To make building and running locally easier add a Makefile to your project root.

run-docs: ## Run in development mode
  cd docs && hugo serve -D

docs: ## Build the site
  cd docs && hugo -t learn -d public --gc --minify --cleanDestinationDir

You can run the above commands with make run-docs and make docs.

If you aren't familiar with make its basically npm run <script>. Except its decades older, faster, composes easily, and works on every system with a shell (so... not Windows) without installing anything.
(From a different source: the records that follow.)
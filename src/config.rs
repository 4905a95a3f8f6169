use std::io::{self, BufRead, Write};
use std::path::PathBuf;

use thiserror::Error;

pub const DEFAULT_COMPRESSED: &str = "compressed.huff";
pub const DEFAULT_DECOMPRESSED: &str = "decompressed.txt";

pub const USAGE: &str = "\
usage: huffpack compress <input> [output]     (default output: compressed.huff)
       huffpack decompress <input> [output]   (default output: decompressed.txt)
       huffpack                               (interactive)";

#[derive(Debug, Clone, Copy, PartialEq, Eq)]
pub enum Mode {
    Compress,
    Decompress,
}

impl Mode {
    fn default_output(self) -> PathBuf {
        match self {
            Mode::Compress => PathBuf::from(DEFAULT_COMPRESSED),
            Mode::Decompress => PathBuf::from(DEFAULT_DECOMPRESSED),
        }
    }
}

#[derive(Debug, Error)]
pub enum ConfigError {
    #[error("no operation given")]
    MissingMode,
    #[error("unknown operation '{0}'")]
    UnknownMode(String),
    #[error("no input path given")]
    MissingInput,
    #[error("unexpected argument '{0}'")]
    UnexpectedArgument(String),
    #[error("failed to read from terminal: {0}")]
    Prompt(#[from] io::Error),
}

/// What one invocation of the binary should do.
#[derive(Debug, Clone, PartialEq, Eq)]
pub struct Config {
    pub mode: Mode,
    pub input: PathBuf,
    pub output: PathBuf,
}

impl Config {
    /// Parses `<mode> <input> [output]`, program name already stripped.
    pub fn from_args<I, S>(args: I) -> Result<Config, ConfigError>
    where
        I: IntoIterator<Item = S>,
        S: Into<String>,
    {
        let mut args = args.into_iter().map(Into::into);

        let mode = match args.next().as_deref() {
            Some("compress" | "c") => Mode::Compress,
            Some("decompress" | "d") => Mode::Decompress,
            Some(other) => return Err(ConfigError::UnknownMode(other.to_string())),
            None => return Err(ConfigError::MissingMode),
        };
        let input = args.next().map(PathBuf::from).ok_or(ConfigError::MissingInput)?;
        let output = args
            .next()
            .map(PathBuf::from)
            .unwrap_or_else(|| mode.default_output());
        if let Some(extra) = args.next() {
            return Err(ConfigError::UnexpectedArgument(extra));
        }

        Ok(Config {
            mode,
            input,
            output,
        })
    }

    /// Asks for the operation and the input path. The output always goes
    /// to the fixed default name.
    pub fn from_prompt<R: BufRead, W: Write>(mut input: R, mut out: W) -> Result<Config, ConfigError> {
        write!(
            out,
            "Select Operation:\n\
             1. Compress a file to     -> {DEFAULT_COMPRESSED}\n\
             2. Decompress a file to   -> {DEFAULT_DECOMPRESSED}\n\
             Enter choice (1 or 2): "
        )?;
        out.flush()?;
        let choice = read_token(&mut input)?;
        let mode = match choice.as_str() {
            "1" => Mode::Compress,
            "2" => Mode::Decompress,
            "" => return Err(ConfigError::MissingMode),
            _ => return Err(ConfigError::UnknownMode(choice)),
        };

        write!(out, "Please enter the file path with respect to current directory : ")?;
        out.flush()?;
        let path = read_token(&mut input)?;
        if path.is_empty() {
            return Err(ConfigError::MissingInput);
        }

        Ok(Config {
            mode,
            input: PathBuf::from(path),
            output: mode.default_output(),
        })
    }
}

fn read_token<R: BufRead>(input: &mut R) -> io::Result<String> {
    let mut line = String::new();
    input.read_line(&mut line)?;
    Ok(line.trim().to_string())
}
This is probably a good time to stop and check that your site builds correctly and looks the way you want it to.

Create the GitHub Action

We want changes to the /docs directory to result in Hugo building and pushing the resulting /public directory to the root of the gh-pages branch. There are a few ways to do this, but GitHub user peaceiris has wrapped up the nicest one into two ready-to-use GitHub actions: actions-hugo (to setup the Hugo cli) actions-gh-pages (to handle pushing to the *gh-pages *branch).

Create a .github/workflows/docs.yaml with the following.

name: Publish Docs

on:
  push:
    branches:
      - master
    paths:
      - 'docs/**'

jobs:
  build:
    runs-on: ubuntu-latest

    steps:
      - uses: actions/checkout@v1
      - name: Checkout
        uses: actions/setup-node@v1
        with:
          node-version: 10.x
      - name: Setup Hugo
        uses: peaceiris/actions-hugo@v2.2.1
        with:
          hugo-version: '0.58.3'
      - name: Prepare Hugo
        run: |
          git submodule sync && git submodule update --init
      - name: Build
        run: make docs
      - name: add nojekyll
        run: touch ./docs/public/.nojekyll
      - name: Deploy
        uses: peaceiris/actions-gh-pages@v2.4.0
        with:
          emptyCommits: false
        env:
          ACTIONS_DEPLOY_KEY: ${{ secrets.ACTIONS_DEPLOY_KEY }}
          PUBLISH_BRANCH: gh-pages
          PUBLISH_DIR: ./docs/public

This almost works out of the box. Unfortunately we can't use GitHub Actions's default GITHUB_TOKEN here, so we need to setup a repository deploy key to authorize pushing to the gh-pages branch from inside the workflow.

To do this go to Settings > Deploy Keys > Add Deploy Key

Copy the key and then add it to Settings > Secrets.

With all of this in place you are ready to commit to master. This should kick off the publish workflow, which you can view under Actions > Publish Docs.

Turn on GitHub Pages

Finally, enable GitHub pages from your repository **settings **page by selecting gh-pages branch on the Source dropdown.

Once you've done that you should get a link to your new GitHub Pages deployment!

You can see the GitHub Pages I built for raviger here.